Legislation (Senate Bills No. 901, 902, 903 and 904 (SB 901, SB 902, SB 903 and SB 904)) has been introduced in the Pennsylvania General Assembly that, if passed, in whole or in part, could significantly affect certain types of municipal finance transactions involving municipal authorities and other local governments. These new requirements and restrictions would include:

  • Preliminary approval of debt by the Department of Community and Economic Development (DCED) prior to its authorization;
  • Requirements and restrictions related to selling negotiated debt;
  • Limits on the amount of costs of issuance that can be financed; and
  • Prohibitions on entering into swaps and similar agreements.

SB 901 would make a number of changes related to local bond financings that, among other things, could impact the timing of a bond financing. SB 901 (which includes many of the provisions set forth earlier in 2013 in proposed Senate Bill 294) would establish a preliminary approval requirement relating to the incurrence of debt by local government units under the Local Government Unit Debt Act (LGUDA). Prior to taking any action to incur debt, a local government unit would be required to file with DCED a certificate regarding its intention to incur debt, accompanied by its most recent audited financial statements and information demonstrating that the local government unit is in compliance with its continuing disclosure obligations under the Securities and Exchange Commission’s Rule 15c2-12.

SB 901 also imposes requirements to demonstrate to the satisfaction of DCED that existing subsidized or self-liquidating debt continues to qualify as such and certain refunding and working capital financings are “sound financial transactions” and in the “best long-term financial interest” of the local government unit. However, SB 901 does not define such terms or set forth the type of information that would demonstrate these standards have been satisfied. With respect to self-liquidating debt, a justification is required to be included in the filing with DCED for any assumed increase in gross revenues of more than 5 percent in any one year with respect to the related project.

SB 901 also prohibits a local government unit from collecting a fee to guaranty the debt of a municipal authority or another local government unit.
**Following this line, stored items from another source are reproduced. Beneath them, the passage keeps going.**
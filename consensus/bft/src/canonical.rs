use std::collections::BTreeMap;

use chrono::{DateTime, NaiveDateTime, TimeZone, Utc};
use sha2::{Digest, Sha256};
use thiserror::Error;

use crate::types::BlockHash;

/// A typed value in a canonical encoding, restricted to the handful of
/// shapes block headers need. Keeping this closed (rather than accepting
/// arbitrary `serde_json::Value`) is what makes the encoding
/// peer-reproducible: there is exactly one byte representation per value,
/// independent of any particular Rust struct's field order.
#[derive(Debug, Clone, PartialEq, Eq)]
pub enum CanonicalValue {
    UInt(u64),
    Bytes(Vec<u8>),
    /// Encoded as an RFC3339 string with microsecond precision.
    Timestamp(DateTime<Utc>),
}

/// Error decoding a byte string produced by [`CanonicalEncoder::encode`].
#[derive(Debug, Error)]
pub enum CanonicalDecodeError {
    #[error("unexpected end of input")]
    UnexpectedEof,
    #[error("field key is not valid utf-8")]
    InvalidKeyUtf8,
    #[error("unknown type tag {0:#x}")]
    UnknownTag(u8),
    #[error("timestamp is not valid utf-8")]
    InvalidTimestampUtf8,
    #[error("timestamp `{0}` does not match the expected format")]
    InvalidTimestamp(String),
}

struct Reader<'a> {
    buf: &'a [u8],
    pos: usize,
}

impl<'a> Reader<'a> {
    fn new(buf: &'a [u8]) -> Self {
        Self { buf, pos: 0 }
    }

    fn is_empty(&self) -> bool {
        self.pos >= self.buf.len()
    }

    fn take(&mut self, n: usize) -> Result<&'a [u8], CanonicalDecodeError> {
        if self.buf.len() - self.pos < n {
            return Err(CanonicalDecodeError::UnexpectedEof);
        }
        let slice = &self.buf[self.pos..self.pos + n];
        self.pos += n;
        Ok(slice)
    }

    fn take_u8(&mut self) -> Result<u8, CanonicalDecodeError> {
        Ok(self.take(1)?[0])
    }

    fn take_u32(&mut self) -> Result<u32, CanonicalDecodeError> {
        let bytes = self.take(4)?;
        Ok(u32::from_be_bytes(bytes.try_into().unwrap()))
    }

    fn take_u64(&mut self) -> Result<u64, CanonicalDecodeError> {
        let bytes = self.take(8)?;
        Ok(u64::from_be_bytes(bytes.try_into().unwrap()))
    }
}

/// Parse a byte string produced by [`CanonicalEncoder::encode`] back into
/// its fields. `decode ∘ encode = id` up to key ordering, which `BTreeMap`
/// makes canonical on both sides.
pub fn decode(bytes: &[u8]) -> Result<BTreeMap<String, CanonicalValue>, CanonicalDecodeError> {
    let mut reader = Reader::new(bytes);
    let mut fields = BTreeMap::new();
    while !reader.is_empty() {
        let key_len = reader.take_u32()? as usize;
        let key = std::str::from_utf8(reader.take(key_len)?)
            .map_err(|_| CanonicalDecodeError::InvalidKeyUtf8)?
            .to_string();
        let value = match reader.take_u8()? {
            0x01 => CanonicalValue::UInt(reader.take_u64()?),
            0x02 => {
                let len = reader.take_u32()? as usize;
                CanonicalValue::Bytes(reader.take(len)?.to_vec())
            }
            0x03 => {
                let len = reader.take_u32()? as usize;
                let formatted = std::str::from_utf8(reader.take(len)?)
                    .map_err(|_| CanonicalDecodeError::InvalidTimestampUtf8)?;
                let naive = NaiveDateTime::parse_from_str(formatted, "%Y-%m-%dT%H:%M:%S%.fZ")
                    .map_err(|_| CanonicalDecodeError::InvalidTimestamp(formatted.to_string()))?;
                CanonicalValue::Timestamp(Utc.from_utc_datetime(&naive))
            }
            other => return Err(CanonicalDecodeError::UnknownTag(other)),
        };
        fields.insert(key, value);
    }
    Ok(fields)
}

/// A deterministic, cross-implementation-reproducible encoding of a block
/// header's canonical fields, keyed by a fixed alphabet and always
/// serialized in sorted-key order.
///
/// Used both for block-header hashing and as the signature domain for
/// `Vote`/`Proposal` (spec's "signature domain ... in a canonical
/// encoding"): two independent implementations of the same logical fields
/// produce byte-identical output, which a Rust-specific serializer like the
/// teacher's own `bincode`-based `block.rs` hashing does not guarantee
/// (field order, varint choices, etc. are implementation details of the
/// Rust struct, not of the logical header).
pub struct CanonicalEncoder {
    fields: BTreeMap<&'static str, CanonicalValue>,
}

impl CanonicalEncoder {
    pub fn new() -> Self {
        Self {
            fields: BTreeMap::new(),
        }
    }

    pub fn field(mut self, key: &'static str, value: CanonicalValue) -> Self {
        self.fields.insert(key, value);
        self
    }

    /// Produce the canonical byte string. Keys are visited in sorted order
    /// (guaranteed by `BTreeMap`); each entry is encoded as
    /// `key_len | key_bytes | type_tag | value_bytes`.
    pub fn encode(&self) -> Vec<u8> {
        let mut buf = Vec::new();
        for (key, value) in &self.fields {
            buf.extend_from_slice(&(key.len() as u32).to_be_bytes());
            buf.extend_from_slice(key.as_bytes());
            match value {
                CanonicalValue::UInt(n) => {
                    buf.push(0x01);
                    buf.extend_from_slice(&n.to_be_bytes());
                }
                CanonicalValue::Bytes(b) => {
                    buf.push(0x02);
                    buf.extend_from_slice(&(b.len() as u32).to_be_bytes());
                    buf.extend_from_slice(b);
                }
                CanonicalValue::Timestamp(t) => {
                    buf.push(0x03);
                    let formatted = t.format("%Y-%m-%dT%H:%M:%S%.6fZ").to_string();
                    buf.extend_from_slice(&(formatted.len() as u32).to_be_bytes());
                    buf.extend_from_slice(formatted.as_bytes());
                }
            }
        }
        buf
    }

    /// Hash the canonical encoding with SHA-256.
    pub fn hash(&self) -> BlockHash {
        let mut hasher = Sha256::new();
        hasher.update(self.encode());
        let digest = hasher.finalize();
        let mut out = [0u8; 32];
        out.copy_from_slice(&digest);
        BlockHash(out)
    }
}

impl Default for CanonicalEncoder {
    fn default() -> Self {
        Self::new()
    }
}

#[cfg(test)]
mod tests {
    use super::*;

    #[test]
    fn encoding_is_independent_of_insertion_order() {
        let ts = Utc.with_ymd_and_hms(2026, 1, 1, 0, 0, 0).unwrap();
        let a = CanonicalEncoder::new()
            .field("height", CanonicalValue::UInt(5))
            .field("parent", CanonicalValue::Bytes(vec![1, 2, 3]))
            .field("timestamp", CanonicalValue::Timestamp(ts));
        let b = CanonicalEncoder::new()
            .field("timestamp", CanonicalValue::Timestamp(ts))
            .field("height", CanonicalValue::UInt(5))
            .field("parent", CanonicalValue::Bytes(vec![1, 2, 3]));
        assert_eq!(a.encode(), b.encode());
        assert_eq!(a.hash(), b.hash());
    }

    #[test]
    fn differing_field_changes_hash() {
        let a = CanonicalEncoder::new().field("height", CanonicalValue::UInt(5));
        let b = CanonicalEncoder::new().field("height", CanonicalValue::UInt(6));
        assert_ne!(a.hash(), b.hash());
    }

    #[test]
    fn timestamp_formats_with_microsecond_precision() {
        let ts = Utc.with_ymd_and_hms(2026, 3, 5, 12, 30, 0).unwrap();
        let formatted = ts.format("%Y-%m-%dT%H:%M:%S%.6fZ").to_string();
        assert!(formatted.ends_with('Z'));
        assert!(formatted.contains('.'));
    }

    #[test]
    fn decode_round_trips_with_encode() {
        let ts = Utc.with_ymd_and_hms(2026, 3, 5, 12, 30, 0).unwrap();
        let encoder = CanonicalEncoder::new()
            .field("height", CanonicalValue::UInt(42))
            .field("parent", CanonicalValue::Bytes(vec![9, 9, 9]))
            .field("timestamp", CanonicalValue::Timestamp(ts));

        let decoded = decode(&encoder.encode()).unwrap();

        let mut expected = BTreeMap::new();
        expected.insert("height".to_string(), CanonicalValue::UInt(42));
        expected.insert("parent".to_string(), CanonicalValue::Bytes(vec![9, 9, 9]));
        expected.insert("timestamp".to_string(), CanonicalValue::Timestamp(ts));
        assert_eq!(decoded, expected);
    }

    #[test]
    fn decode_rejects_truncated_input() {
        let encoder = CanonicalEncoder::new().field("height", CanonicalValue::UInt(5));
        let mut bytes = encoder.encode();
        bytes.truncate(bytes.len() - 1);
        assert!(matches!(decode(&bytes), Err(CanonicalDecodeError::UnexpectedEof)));
    }
}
It further provides that a local government unit may only issue a guaranty of municipal authority debt when the debt is incurred in connection with a loan from the federal government, the Pennsylvania Infrastructure Investment Authority or any other instrumentality or agency of the commonwealth. This provision would prohibit the well-established practice of using municipal guaranties for publicly offered municipal authority debt. Moreover, such guaranties would be limited to debt incurred for “a water or sanitary sewer project." It is not clear whether storm sewer projects, as distinguished from sanitary sewer projects, are intended to be treated differently in this provision. Solid waste projects, however, would be ineligible for a guaranty.

SB 901 would limit to 2 percent the amount of debt proceeds that may be used to pay costs of issuance, require proof that financial security to insure completion of a project has been obtained, and require submission to DCED of evidence of the necessity of a private sale of debt by negotiation of more than $5,000,000 in any fiscal year. However, SB 901 provides neither general criteria nor specific types of information to determine whether a private sale is necessary.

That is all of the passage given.